Plainsman is that smith you speak of a 629 .44 mag? And yes revolvers just seem to shoot better!


----------



## Plainsman

Yup, 629 four inch and a 8 3/8 inch. I carried the 4 inch on duty for a couple years. I carried 200 grain Gold Dot 44 specials. Nearly identical to a 45 auto, still everyone was afraid I would get over penetration if I had to use it. People watched to much Dirty Harry, and it clouded reality. But then Dirty Harry would have used the 8 3/8 inch. 
One of the deputies who was kind of small stature wanted to shoot it when we were qualifying one evening. He always carried a 45 and thought if he could shoot it a 44 would be no problem. I had just read an article in one of my magazines about the 10.91 mm Magnum. In reality the guy was talking about the 44 mag with the then new 300 gr Hornady XTP with double cannelure. If your cylinder was long enough you could move the bullet out to the furthest cannelure and max load H110 at the same weight as you would for a max load with a 240 gr bullet. I got 1425 fps out of my 8 3/8 and it wasn't bad to shoot. Out of my 4 inch it nearly killed at both ends. Well to make a long story shorter, I slipped in six rounds of those when he wasn't paying any attention. He said he thought he would stick with his 45.


----------



## NDTerminator

I cut my teeth on 1911's in the Army MP's in the late 70's, and carried one type or the other the better part of my career.

My current love affair is with a Kimber Raptor II, even though I'm only allowed to carry it off duty (required to carry an issue Glock 40 cal on duty).

Granted my Raptor is a Custom Shop job, but it is far & away the sweetest shooting 1911 I've ever used, bar none. It's mighty rare when I don't print small ragged one hole groups.

If a production model is half as good, it still would be head and shoulders above any other production 45 I've ever shot.
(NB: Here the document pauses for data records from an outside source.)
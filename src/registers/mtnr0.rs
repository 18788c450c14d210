//! Typed MTNR0 v13 register descriptors.
//!
//! Field layouts are declared with `register_bitfields!`; each `R_*`
//! descriptor binds an offset from [`consts`](super::consts) to its field
//! set.

use tock_registers::register_bitfields;

use super::{AccessTable, Reg, RegRange, consts::*};

register_bitfields! {u32,
    pub SECU_CTRL_SEQID [
        SEQID OFFSET(0) NUMBITS(3) []
    ],
    pub IP_USE_CINFIFO_NEW_FRAME_IN [
        EN OFFSET(0) NUMBITS(1) []
    ],
    pub IDLENESS_STATUS [
        IDLE OFFSET(0) NUMBITS(1) []
    ],
    pub OTF_SEG_EN [
        EN OFFSET(0) NUMBITS(1) []
    ],
    pub STILL_LAST_FRAME_EN [
        EN OFFSET(0) NUMBITS(1) []
    ],
    pub L0_BYPASS [
        BYPASS OFFSET(0) NUMBITS(1) []
    ],
    pub CRC_EN [
        EN OFFSET(0) NUMBITS(1) [],
        SEED OFFSET(8) NUMBITS(8) []
    ],
    pub IN_IMG_SZ [
        WIDTH OFFSET(0) NUMBITS(14) [],
        HEIGHT OFFSET(16) NUMBITS(14) []
    ],
    pub DATASHIFTER_LSHIFT [
        LSHIFT_Y OFFSET(0) NUMBITS(4) [],
        OFFSET_Y OFFSET(16) NUMBITS(12) []
    ],
    pub DATASHIFTER_RSHIFT [
        RSHIFT_Y OFFSET(0) NUMBITS(4) [],
        OFFSET_Y OFFSET(16) NUMBITS(12) []
    ],
    pub FIFO_CONFIG [
        STALL_BEFORE_FRAME_START_EN OFFSET(0) NUMBITS(1) [],
        AUTO_RECOVERY_EN OFFSET(1) NUMBITS(1) [],
        ROL_RESET_ON_FRAME_START OFFSET(2) NUMBITS(1) [],
        DEBUG_EN OFFSET(3) NUMBITS(1) [],
        VVALID_RISE_AT_FIRST_DATA_EN OFFSET(4) NUMBITS(1) [],
        STRGEN_MODE_EN OFFSET(8) NUMBITS(1) [],
        STRGEN_MODE_DATA_TYPE OFFSET(9) NUMBITS(1) [],
        STRGEN_MODE_DATA OFFSET(16) NUMBITS(8) []
    ],
    pub FIFO_INTERVAL_VBLANK [
        VBLANK OFFSET(0) NUMBITS(16) []
    ],
    pub FIFO_INTERVALS [
        HBLANK OFFSET(0) NUMBITS(16) [],
        PIXEL OFFSET(16) NUMBITS(16) []
    ],
    pub STREAM_CRC [
        SEED OFFSET(0) NUMBITS(8) [],
        RESULT OFFSET(8) NUMBITS(24) []
    ],
    pub DTP_CTRL [
        BYPASS OFFSET(0) NUMBITS(1) [],
        TEST_PATTERN_MODE OFFSET(4) NUMBITS(4) [],
        YUV_STANDARD OFFSET(8) NUMBITS(2) [],
        TEST_DATA_Y OFFSET(16) NUMBITS(12) []
    ],
    pub ENABLE [
        EN OFFSET(0) NUMBITS(1) []
    ],
    pub BYPASS [
        BYPASS OFFSET(0) NUMBITS(1) []
    ],
    pub TNR_MODE [
        MODE OFFSET(0) NUMBITS(2) []
    ],
    pub SIZE [
        X OFFSET(0) NUMBITS(14) [],
        Y OFFSET(16) NUMBITS(14) []
    ],
    pub MVF_RESIZE_OFFSET [
        X OFFSET(0) NUMBITS(10) [],
        Y OFFSET(16) NUMBITS(10) []
    ],
    pub MIXER_ENABLE [
        ENABLE OFFSET(0) NUMBITS(1) [],
        MERGE_BYPASS OFFSET(1) NUMBITS(1) []
    ],
    pub BINNING [
        X OFFSET(0) NUMBITS(16) [],
        Y OFFSET(16) NUMBITS(16) []
    ],
    pub RADIAL_CENTER [
        X OFFSET(0) NUMBITS(16) [],
        Y OFFSET(16) NUMBITS(16) []
    ],
    pub THRESH_PAIR [
        EVEN OFFSET(0) NUMBITS(16) [],
        ODD OFFSET(16) NUMBITS(16) []
    ]
}

pub const R_IP_VERSION: Reg = Reg::new(OFFSET_IP_VERSION);
pub const R_YUV_RDMACL_EN: Reg = Reg::new(OFFSET_YUV_RDMACL_EN);
pub const R_SECU_CTRL_SEQID: Reg<SECU_CTRL_SEQID::Register> = Reg::new(OFFSET_SECU_CTRL_SEQID);
pub const R_IP_USE_CINFIFO_NEW_FRAME_IN: Reg<IP_USE_CINFIFO_NEW_FRAME_IN::Register> =
    Reg::new(OFFSET_IP_USE_CINFIFO_NEW_FRAME_IN);
pub const R_INT_REQ_INT0: Reg = Reg::new(OFFSET_INT_REQ_INT0);
pub const R_INT_REQ_INT1: Reg = Reg::new(OFFSET_INT_REQ_INT1);
pub const R_IDLENESS_STATUS: Reg<IDLENESS_STATUS::Register> = Reg::new(OFFSET_IDLENESS_STATUS);

pub const R_OTF_SEG_EN: Reg<OTF_SEG_EN::Register> = Reg::new(OFFSET_MAIN_CTRL_OTF_SEG_EN);
pub const R_STILL_LAST_FRAME_EN: Reg<STILL_LAST_FRAME_EN::Register> =
    Reg::new(OFFSET_MAIN_CTRL_STILL_LAST_FRAME_EN);
pub const R_L0_BYPASS: Reg<L0_BYPASS::Register> = Reg::new(OFFSET_MAIN_CTRL_L0_BYPASS);
pub const R_CRC_EN: Reg<CRC_EN::Register> = Reg::new(OFFSET_MAIN_CTRL_CRC_EN);
pub const R_IN_IMG_SZ_L0: Reg<IN_IMG_SZ::Register> = Reg::new(OFFSET_MAIN_CTRL_IN_IMG_SZ_L0);
pub const R_IN_IMG_SZ_L1: Reg<IN_IMG_SZ::Register> = Reg::new(OFFSET_MAIN_CTRL_IN_IMG_SZ_L1);
pub const R_IN_IMG_SZ_L4: Reg<IN_IMG_SZ::Register> = Reg::new(OFFSET_MAIN_CTRL_IN_IMG_SZ_L4);
pub const R_DATASHIFTERRDMA_BYPASS: Reg = Reg::new(OFFSET_MAIN_CTRL_DATASHIFTERRDMA_BYPASS);
pub const R_DATASHIFTERRDMA_LSHIFT: Reg<DATASHIFTER_LSHIFT::Register> =
    Reg::new(OFFSET_MAIN_CTRL_DATASHIFTERRDMA_LSHIFT);
pub const R_DATASHIFTERWDMA_BYPASS: Reg = Reg::new(OFFSET_MAIN_CTRL_DATASHIFTERWDMA_BYPASS);
pub const R_DATASHIFTERWDMA_RSHIFT: Reg<DATASHIFTER_RSHIFT::Register> =
    Reg::new(OFFSET_MAIN_CTRL_DATASHIFTERWDMA_RSHIFT);

/// One CINFIFO/COUTFIFO register group.
#[derive(Clone, Copy, Debug)]
pub struct FifoRegs {
    base: u32,
}

impl FifoRegs {
    pub const fn enable(&self) -> Reg {
        Reg::new(self.base + OFFSET_FIFO_ENABLE)
    }

    pub const fn config(&self) -> Reg<FIFO_CONFIG::Register> {
        Reg::new(self.base + OFFSET_FIFO_CONFIG)
    }

    pub const fn interval_vblank(&self) -> Reg<FIFO_INTERVAL_VBLANK::Register> {
        Reg::new(self.base + OFFSET_FIFO_INTERVAL_VBLANK)
    }

    pub const fn intervals(&self) -> Reg<FIFO_INTERVALS::Register> {
        Reg::new(self.base + OFFSET_FIFO_INTERVALS)
    }

    pub const fn stream_crc(&self) -> Reg<STREAM_CRC::Register> {
        Reg::new(self.base + OFFSET_FIFO_STREAM_CRC)
    }
}

pub const CINFIFO_MTNR1WGT: FifoRegs = FifoRegs {
    base: OFFSET_CINFIFO_MTNR1WGT,
};
pub const COUTFIFO_MSNRL0: FifoRegs = FifoRegs {
    base: OFFSET_COUTFIFO_MSNRL0,
};

pub const R_DTPL0_CTRL: Reg<DTP_CTRL::Register> = Reg::new(OFFSET_DTPL0_CTRL);
pub const R_DTPL0_STREAM_CRC: Reg<STREAM_CRC::Register> = Reg::new(OFFSET_DTPL0_STREAM_CRC);

pub const R_GEOMATCHL0_EN: Reg<ENABLE::Register> = Reg::new(OFFSET_GEOMATCHL0_EN);
pub const R_GEOMATCHL0_BYPASS: Reg<BYPASS::Register> = Reg::new(OFFSET_GEOMATCHL0_BYPASS);
pub const R_GEOMATCHL0_MATCH_ENABLE: Reg<ENABLE::Register> =
    Reg::new(OFFSET_GEOMATCHL0_MATCH_ENABLE);
pub const R_GEOMATCHL0_MC_LMC_TNR_MODE: Reg<TNR_MODE::Register> =
    Reg::new(OFFSET_GEOMATCHL0_MC_LMC_TNR_MODE);
pub const R_GEOMATCHL0_TNR_WGT_EN: Reg<ENABLE::Register> = Reg::new(OFFSET_GEOMATCHL0_TNR_WGT_EN);
pub const R_GEOMATCHL0_TNR_WGT_BYPASS: Reg<BYPASS::Register> =
    Reg::new(OFFSET_GEOMATCHL0_TNR_WGT_BYPASS);
pub const R_GEOMATCHL0_REF_IMG_SIZE: Reg<SIZE::Register> = Reg::new(OFFSET_GEOMATCHL0_REF_IMG_SIZE);
pub const R_GEOMATCHL0_REF_ROI_START: Reg<SIZE::Register> =
    Reg::new(OFFSET_GEOMATCHL0_REF_ROI_START);
pub const R_GEOMATCHL0_ROI_SIZE: Reg<SIZE::Register> = Reg::new(OFFSET_GEOMATCHL0_ROI_SIZE);
pub const R_GEOMATCHL0_SCH_IMG_SIZE: Reg<SIZE::Register> = Reg::new(OFFSET_GEOMATCHL0_SCH_IMG_SIZE);
pub const R_GEOMATCHL0_SCH_ACTIVE_START: Reg<SIZE::Register> =
    Reg::new(OFFSET_GEOMATCHL0_SCH_ACTIVE_START);
pub const R_GEOMATCHL0_SCH_ACTIVE_SIZE: Reg<SIZE::Register> =
    Reg::new(OFFSET_GEOMATCHL0_SCH_ACTIVE_SIZE);
pub const R_GEOMATCHL0_SCH_ROI_START: Reg<SIZE::Register> =
    Reg::new(OFFSET_GEOMATCHL0_SCH_ROI_START);

pub const R_MVCONTROLLER_ENABLE: Reg<ENABLE::Register> = Reg::new(OFFSET_MVCONTROLLER_ENABLE);
pub const R_MVCONTROLLER_MVF_RESIZE_OFFSET: Reg<MVF_RESIZE_OFFSET::Register> =
    Reg::new(OFFSET_MVCONTROLLER_MVF_RESIZE_OFFSET);
pub const R_SEGMAPPING_BYPASS: Reg<BYPASS::Register> = Reg::new(OFFSET_SEGMAPPING_BYPASS);

/// A crop unit: bypass, start and size registers.
#[derive(Clone, Copy, Debug)]
pub struct CropRegs {
    base: u32,
}

impl CropRegs {
    pub const fn bypass(&self) -> Reg<BYPASS::Register> {
        Reg::new(self.base + OFFSET_CROP_BYPASS)
    }

    pub const fn start(&self) -> Reg<SIZE::Register> {
        Reg::new(self.base + OFFSET_CROP_START)
    }

    pub const fn size(&self) -> Reg<SIZE::Register> {
        Reg::new(self.base + OFFSET_CROP_SIZE)
    }
}

pub const CROP_CLEAN_OTF: CropRegs = CropRegs {
    base: OFFSET_CROPCLEANOTFL0,
};
pub const CROP_CLEAN_DMA: CropRegs = CropRegs {
    base: OFFSET_CROPCLEANDMAL0,
};
pub const CROP_WEIGHT_DMA: CropRegs = CropRegs {
    base: OFFSET_CROPWEIGHTDMAL0,
};

pub const R_MIXERL0_ENABLE: Reg<MIXER_ENABLE::Register> = Reg::new(OFFSET_MIXERL0_ENABLE);
pub const R_MIXERL0_STILL_EN: Reg<ENABLE::Register> = Reg::new(OFFSET_MIXERL0_STILL_EN);
pub const R_MIXERL0_WGT_UPDATE_EN: Reg<ENABLE::Register> = Reg::new(OFFSET_MIXERL0_WGT_UPDATE_EN);
pub const R_MIXERL0_MODE: Reg<TNR_MODE::Register> = Reg::new(OFFSET_MIXERL0_MODE);
pub const R_MIXERL0_UPDATE_WGTTOMEM_EN: Reg<ENABLE::Register> =
    Reg::new(OFFSET_MIXERL0_UPDATE_WGTTOMEM_EN);
pub const R_MIXERL0_MC_REFINE_EN: Reg = Reg::new(OFFSET_MIXERL0_MC_REFINE_EN);
pub const R_MIXERL0_BINNING: Reg<BINNING::Register> = Reg::new(OFFSET_MIXERL0_BINNING);
pub const R_MIXERL0_RADIAL_CENTER: Reg<RADIAL_CENTER::Register> =
    Reg::new(OFFSET_MIXERL0_RADIAL_CENTER);

/// Register holding thresholds `2 * pair` and `2 * pair + 1` of a table.
pub const fn thresh_pair(table: u32, pair: u32) -> Reg<THRESH_PAIR::Register> {
    Reg::new(table + pair * 4)
}

/// MTNR0 interrupt 0 bit positions.
pub const INTR0_FRAME_START: u32 = 0;
pub const INTR0_FRAME_END: u32 = 1;
pub const INTR0_COREX_END_0: u32 = 2;
pub const INTR0_COREX_END_1: u32 = 3;
pub const INTR0_SETTING_DONE: u32 = 5;
/// Corrupted-input, overflow and DMA error causes on interrupt 0.
pub const INT0_ERR_MASK: u32 = 0x00FF_F000;
/// Rule-checker and FIFO error causes on interrupt 1.
pub const INT1_ERR_MASK: u32 = 0x0000_07FF;
pub const INT0_EN_MASK: u32 = (1 << INTR0_FRAME_START)
    | (1 << INTR0_FRAME_END)
    | (1 << INTR0_COREX_END_0)
    | (1 << INTR0_COREX_END_1)
    | (1 << INTR0_SETTING_DONE)
    | INT0_ERR_MASK;
pub const INT1_EN_MASK: u32 = INT1_ERR_MASK;

static WRITABLE: [RegRange; 12] = [
    RegRange::new(OFFSET_YUV_RDMACL_EN, OFFSET_INT_REQ_INT1_CLEAR),
    RegRange::new(OFFSET_MAIN_CTRL_OTF_SEG_EN, OFFSET_MAIN_CTRL_DATASHIFTERWDMA_RSHIFT),
    RegRange::new(OFFSET_CINFIFO_MTNR1WGT, OFFSET_CINFIFO_MTNR1WGT + OFFSET_FIFO_STREAM_CRC),
    RegRange::new(OFFSET_COUTFIFO_MSNRL0, OFFSET_COUTFIFO_MSNRL0 + OFFSET_FIFO_STREAM_CRC),
    RegRange::new(OFFSET_DTPL0_CTRL, OFFSET_DTPL0_STREAM_CRC),
    RegRange::new(OFFSET_GEOMATCHL0_EN, OFFSET_GEOMATCHL0_SCH_ROI_START),
    RegRange::new(OFFSET_MVCONTROLLER_ENABLE, OFFSET_MVCONTROLLER_MVF_RESIZE_OFFSET),
    RegRange::new(OFFSET_SEGMAPPING_BYPASS, OFFSET_SEGMAPPING_BYPASS),
    RegRange::new(OFFSET_CROPCLEANOTFL0, OFFSET_CROPWEIGHTDMAL0 + OFFSET_CROP_SIZE),
    RegRange::new(OFFSET_RDMA_BASE, OFFSET_RDMA_BASE + 7 * DMA_WINDOW_STRIDE - 4),
    RegRange::new(OFFSET_WDMA_BASE, OFFSET_WDMA_BASE + 2 * DMA_WINDOW_STRIDE - 4),
    RegRange::new(OFFSET_MIXERL0_ENABLE, OFFSET_MAX_REGISTER),
];

static VOLATILE: [RegRange; 7] = [
    RegRange::new(OFFSET_IP_VERSION, OFFSET_IP_VERSION),
    RegRange::new(OFFSET_INT_REQ_INT0, OFFSET_INT_REQ_INT1_CLEAR),
    RegRange::new(OFFSET_IDLENESS_STATUS, OFFSET_IDLENESS_STATUS),
    RegRange::new(
        OFFSET_CINFIFO_MTNR1WGT + OFFSET_FIFO_STATUS,
        OFFSET_CINFIFO_MTNR1WGT + OFFSET_FIFO_FULLNESS,
    ),
    RegRange::new(
        OFFSET_CINFIFO_MTNR1WGT + OFFSET_FIFO_INT_STATUS,
        OFFSET_CINFIFO_MTNR1WGT + OFFSET_FIFO_INT_STATUS,
    ),
    RegRange::new(
        OFFSET_COUTFIFO_MSNRL0 + OFFSET_FIFO_STATUS,
        OFFSET_COUTFIFO_MSNRL0 + OFFSET_FIFO_FULLNESS,
    ),
    RegRange::new(
        OFFSET_COUTFIFO_MSNRL0 + OFFSET_FIFO_INT_STATUS,
        OFFSET_COUTFIFO_MSNRL0 + OFFSET_FIFO_INT_STATUS,
    ),
];

pub const ACCESS_TABLE: AccessTable = AccessTable {
    writable: &WRITABLE,
    volatile: &VOLATILE,
};

/// Registers printed by the debug-state dump, in parser order.
pub const DBG_CR: &[(u32, &str)] = &[
    (0x0210, "YUV_MAIN_CTRL_IN_IMG_SZ_WIDTH_L0"),
    (0x0214, "YUV_MAIN_CTRL_IN_IMG_SZ_WIDTH_L1"),
    (0x0218, "YUV_MAIN_CTRL_IN_IMG_SZ_WIDTH_L4"),
    (0x0e00, "STAT_CINFIFOMTNR1WGT_ENABLE"),
    (0x0e04, "STAT_CINFIFOMTNR1WGT_CONFIG"),
    (0x0e08, "STAT_CINFIFOMTNR1WGT_STALL_CTRL"),
    (0x0e0c, "STAT_CINFIFOMTNR1WGT_INTERVAL_VBLANK"),
    (0x0e10, "STAT_CINFIFOMTNR1WGT_INTERVALS"),
    (0x0e14, "STAT_CINFIFOMTNR1WGT_STATUS"),
    (0x0e18, "STAT_CINFIFOMTNR1WGT_INPUT_CNT"),
    (0x0e1c, "STAT_CINFIFOMTNR1WGT_STALL_CNT"),
    (0x0e20, "STAT_CINFIFOMTNR1WGT_FIFO_FULLNESS"),
    (0x0e40, "STAT_CINFIFOMTNR1WGT_INT"),
    (0x0e44, "STAT_CINFIFOMTNR1WGT_INT_ENABLE"),
    (0x0e48, "STAT_CINFIFOMTNR1WGT_INT_STATUS"),
    (0x0e4c, "STAT_CINFIFOMTNR1WGT_INT_CLEAR"),
    (0x0e50, "STAT_CINFIFOMTNR1WGT_CORRUPTED_COND_ENABLE"),
    (0x0e54, "STAT_CINFIFOMTNR1WGT_ROL_SELECT"),
    (0x0e70, "STAT_CINFIFOMTNR1WGT_INTERVAL_VBLANK_AR"),
    (0x0e74, "STAT_CINFIFOMTNR1WGT_INTERVAL_HBLANK_AR"),
    (0x0e7c, "STAT_CINFIFOMTNR1WGT_STREAM_CRC"),
    (0x0f00, "YUV_COUTFIFOMSNRL0_ENABLE"),
    (0x0f04, "YUV_COUTFIFOMSNRL0_CONFIG"),
    (0x0f08, "YUV_COUTFIFOMSNRL0_STALL_CTRL"),
    (0x0f0c, "YUV_COUTFIFOMSNRL0_INTERVAL_VBLANK"),
    (0x0f10, "YUV_COUTFIFOMSNRL0_INTERVALS"),
    (0x0f14, "YUV_COUTFIFOMSNRL0_STATUS"),
    (0x0f18, "YUV_COUTFIFOMSNRL0_INPUT_CNT"),
    (0x0f1c, "YUV_COUTFIFOMSNRL0_STALL_CNT"),
    (0x0f20, "YUV_COUTFIFOMSNRL0_FIFO_FULLNESS"),
    (0x0f24, "YUV_COUTFIFOMSNRL0_VVALID_RISE_MODE"),
    (0x0f40, "YUV_COUTFIFOMSNRL0_INT"),
    (0x0f44, "YUV_COUTFIFOMSNRL0_INT_ENABLE"),
    (0x0f48, "YUV_COUTFIFOMSNRL0_INT_STATUS"),
    (0x0f4c, "YUV_COUTFIFOMSNRL0_INT_CLEAR"),
    (0x0f50, "YUV_COUTFIFOMSNRL0_CORRUPTED_COND_ENABLE"),
    (0x0f54, "YUV_COUTFIFOMSNRL0_ROL_SELECT"),
    (0x0f7c, "YUV_COUTFIFOMSNRL0_STREAM_CRC"),
    (0x7600, "YUV_MIXERL0_ENABLE"),
    (0x7604, "YUV_MIXERL0_STILL_EN"),
    (0x7608, "YUV_MIXERL0_WGT_UPDATE_EN"),
    (0x760c, "YUV_MIXERL0_MODE"),
    (0x7610, "YUV_MIXERL0_MINIMUM_FLIT_EN"),
    (0x7614, "YUV_MIXERL0_SAD_SHIFT"),
    (0x7618, "YUV_MIXERL0_SAD_Y_GAIN"),
];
On that basis, I vote for the Kimber...


----------



## Nate

Who makes the best for what? Combat, target, self defense? If your question is about originality, then Colt Series 70 Repro, without question. Stay away from Kimber Series II, lots of problems with extractors. I had one and dealing with Kimber was hell. Remember, if it isn't a Colt, its just a copy......


----------



## Bubba w/a 45/70

I'll take my Colt 1991A1. Just because I'm very used to it. Doesn't matter what the other companies are putting out, mine works....every time the trigger is pulled.


----------



## farmerj

Having shot some Springfields,

I gotta say I enjoy my Sistema 1927's about as much as any of them


----------



## 1911

I vote for Kimber based on my own personal experiences. I've owned several Springers, the best one I purchased at a gun show years ago. This was box stock, had many features standard not available on Colts at the time, and shot fairly well. I hot rodded it and finally traded for a new Springer. Was a mistake, so got a couple more, still more mistakes. Then got involved with Kimbers over the years, and have not had any issues. From competition to plinking, all ran perfectly. Kimber did have some issues with EXTRACTORS - not ejectors. Get one with the internal extractor. Also owned a few Colts and they are way overrated. If one has been rebuilt by Wilson etc then you have something though. I still own a Wilson Colt and is a great gun but far from being a Colt anymore. I do think that the newer Springers are back up to par again, but my money goes with the Kimber - best value I think.


----------



## huntin1

Awhile back I would have said Kimber. I recently had a chance to shoot one of these:

SigArms GSR Revolution 1911









Man would I like to have one!!!!

So I voted other.

:beer:

huntin1


----------



## jswanson

Kimber 8)


----------



## Gunny

That Sig is sweet. I've never had a chance to fire one. I have heard good things about them though.


----------



## caribukiller

para-ordnance they're just like the colts but made in canada


----------



## ARIZONA HUNTER

heres mine:
http://www.taurususa.com/products/produ ... ory=Pistol


----------



## Night_Sailor

94silverado said:


> wow you could have made it easier in my opinion they are all great guns but i had to pick the original (Colt) even though it may not be the best these days it would make me happy and it would match my grandpa's world war II uniform he gave me.
> 
> had to edit this in:
> This is a great poll by the way. :beer:


 I like the Colts too. I have three and never had a problem with any of them--ever. They can be improved with various options. And finally, the resale is great for a genuine Colt.


----------



## WoodstockDoug

I can't answer for "best" because I haven't shot any 1911's other than mine, so I didn't vote in the poll.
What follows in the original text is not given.